[[ Information shown, beginning ]]

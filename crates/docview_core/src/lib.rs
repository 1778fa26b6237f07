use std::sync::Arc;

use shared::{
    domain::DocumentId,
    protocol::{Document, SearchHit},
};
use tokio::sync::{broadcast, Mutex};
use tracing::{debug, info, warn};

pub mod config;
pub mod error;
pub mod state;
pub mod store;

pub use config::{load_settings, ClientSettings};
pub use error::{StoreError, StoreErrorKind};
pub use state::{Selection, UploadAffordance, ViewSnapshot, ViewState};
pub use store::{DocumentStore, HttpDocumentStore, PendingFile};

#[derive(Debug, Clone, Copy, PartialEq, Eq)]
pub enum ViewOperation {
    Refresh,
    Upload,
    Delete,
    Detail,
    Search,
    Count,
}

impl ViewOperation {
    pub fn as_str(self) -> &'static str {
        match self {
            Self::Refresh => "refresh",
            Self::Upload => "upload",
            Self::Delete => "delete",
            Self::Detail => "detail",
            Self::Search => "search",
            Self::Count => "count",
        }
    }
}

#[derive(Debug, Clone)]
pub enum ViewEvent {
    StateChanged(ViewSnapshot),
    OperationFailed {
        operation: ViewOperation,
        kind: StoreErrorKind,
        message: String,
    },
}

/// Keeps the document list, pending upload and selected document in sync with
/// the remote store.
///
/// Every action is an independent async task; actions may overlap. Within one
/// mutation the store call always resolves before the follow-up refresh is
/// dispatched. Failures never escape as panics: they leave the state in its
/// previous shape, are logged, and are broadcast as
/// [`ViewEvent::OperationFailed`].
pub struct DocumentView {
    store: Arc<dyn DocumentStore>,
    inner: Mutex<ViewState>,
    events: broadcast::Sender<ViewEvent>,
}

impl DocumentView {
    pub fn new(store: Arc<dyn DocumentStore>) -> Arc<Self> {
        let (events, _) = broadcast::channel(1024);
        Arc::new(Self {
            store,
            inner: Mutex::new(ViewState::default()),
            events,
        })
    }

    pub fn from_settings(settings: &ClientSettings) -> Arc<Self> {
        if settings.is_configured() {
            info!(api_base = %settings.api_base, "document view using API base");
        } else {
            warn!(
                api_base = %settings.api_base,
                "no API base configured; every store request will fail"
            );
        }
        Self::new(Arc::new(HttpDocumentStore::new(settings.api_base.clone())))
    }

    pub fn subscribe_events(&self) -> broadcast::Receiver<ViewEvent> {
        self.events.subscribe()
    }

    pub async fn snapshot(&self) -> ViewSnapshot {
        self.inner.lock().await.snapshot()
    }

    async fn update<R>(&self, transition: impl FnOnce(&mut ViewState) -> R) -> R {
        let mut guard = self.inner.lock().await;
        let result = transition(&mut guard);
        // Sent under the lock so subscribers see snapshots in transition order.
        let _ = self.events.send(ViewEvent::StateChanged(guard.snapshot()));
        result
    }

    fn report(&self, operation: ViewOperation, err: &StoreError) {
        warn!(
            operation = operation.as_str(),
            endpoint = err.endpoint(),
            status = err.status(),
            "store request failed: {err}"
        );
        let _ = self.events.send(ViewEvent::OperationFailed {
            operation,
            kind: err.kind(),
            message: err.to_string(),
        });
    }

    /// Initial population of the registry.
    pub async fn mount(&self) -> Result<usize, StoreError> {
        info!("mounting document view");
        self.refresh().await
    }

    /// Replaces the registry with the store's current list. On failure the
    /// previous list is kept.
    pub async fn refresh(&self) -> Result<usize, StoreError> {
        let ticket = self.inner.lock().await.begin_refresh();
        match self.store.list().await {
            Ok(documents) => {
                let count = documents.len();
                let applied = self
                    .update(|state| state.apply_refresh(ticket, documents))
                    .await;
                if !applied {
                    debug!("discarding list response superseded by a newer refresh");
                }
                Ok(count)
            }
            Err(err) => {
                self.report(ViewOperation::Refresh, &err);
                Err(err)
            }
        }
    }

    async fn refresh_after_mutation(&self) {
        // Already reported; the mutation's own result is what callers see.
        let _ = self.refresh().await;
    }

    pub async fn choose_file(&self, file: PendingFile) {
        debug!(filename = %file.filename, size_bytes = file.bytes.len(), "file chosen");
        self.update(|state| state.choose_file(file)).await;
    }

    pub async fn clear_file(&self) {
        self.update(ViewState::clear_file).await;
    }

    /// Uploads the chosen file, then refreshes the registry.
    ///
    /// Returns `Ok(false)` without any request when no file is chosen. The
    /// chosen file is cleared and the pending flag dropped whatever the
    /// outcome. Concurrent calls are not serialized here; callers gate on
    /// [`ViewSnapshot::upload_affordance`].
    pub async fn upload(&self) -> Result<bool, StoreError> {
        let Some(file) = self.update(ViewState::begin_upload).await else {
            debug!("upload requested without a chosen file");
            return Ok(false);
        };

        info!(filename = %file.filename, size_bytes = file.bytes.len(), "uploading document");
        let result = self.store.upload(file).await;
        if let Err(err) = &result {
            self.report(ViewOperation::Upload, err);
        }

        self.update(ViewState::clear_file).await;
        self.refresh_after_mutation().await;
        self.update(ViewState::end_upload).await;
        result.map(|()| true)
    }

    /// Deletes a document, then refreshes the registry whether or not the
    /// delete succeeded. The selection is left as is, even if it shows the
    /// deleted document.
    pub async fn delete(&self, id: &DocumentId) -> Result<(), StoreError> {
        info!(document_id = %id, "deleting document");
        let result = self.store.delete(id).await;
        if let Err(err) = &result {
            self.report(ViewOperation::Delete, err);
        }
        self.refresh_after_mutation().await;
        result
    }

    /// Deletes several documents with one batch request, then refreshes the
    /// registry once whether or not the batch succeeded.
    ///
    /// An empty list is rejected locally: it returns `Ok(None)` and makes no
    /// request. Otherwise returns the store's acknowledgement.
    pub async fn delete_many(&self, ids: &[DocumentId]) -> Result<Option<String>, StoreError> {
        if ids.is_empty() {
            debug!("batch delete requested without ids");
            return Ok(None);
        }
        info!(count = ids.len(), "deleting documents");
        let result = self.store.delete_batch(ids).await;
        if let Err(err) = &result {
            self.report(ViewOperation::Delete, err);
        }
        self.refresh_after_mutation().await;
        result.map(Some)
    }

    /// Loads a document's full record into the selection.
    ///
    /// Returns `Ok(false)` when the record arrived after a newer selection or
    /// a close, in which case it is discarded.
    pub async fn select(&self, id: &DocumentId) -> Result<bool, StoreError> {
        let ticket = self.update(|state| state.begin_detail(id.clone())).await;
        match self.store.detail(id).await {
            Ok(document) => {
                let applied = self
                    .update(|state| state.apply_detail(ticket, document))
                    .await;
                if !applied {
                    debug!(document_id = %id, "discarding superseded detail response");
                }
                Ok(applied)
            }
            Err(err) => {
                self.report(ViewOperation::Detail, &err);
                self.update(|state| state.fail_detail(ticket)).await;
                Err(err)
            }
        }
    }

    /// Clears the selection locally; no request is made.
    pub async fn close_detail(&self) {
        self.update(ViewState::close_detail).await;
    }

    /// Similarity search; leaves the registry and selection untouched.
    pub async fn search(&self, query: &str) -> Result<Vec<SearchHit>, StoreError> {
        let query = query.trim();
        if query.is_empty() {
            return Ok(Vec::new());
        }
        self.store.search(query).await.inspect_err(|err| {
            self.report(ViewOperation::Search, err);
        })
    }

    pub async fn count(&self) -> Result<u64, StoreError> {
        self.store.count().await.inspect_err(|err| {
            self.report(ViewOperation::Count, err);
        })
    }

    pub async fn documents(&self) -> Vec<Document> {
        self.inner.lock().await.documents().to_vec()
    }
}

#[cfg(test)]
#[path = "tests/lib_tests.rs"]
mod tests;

[[ Information shown, end ]]

What you are asked to do:
The number of lines in the data that hold "StateChanged" must be the entire answer.

Solution below:
2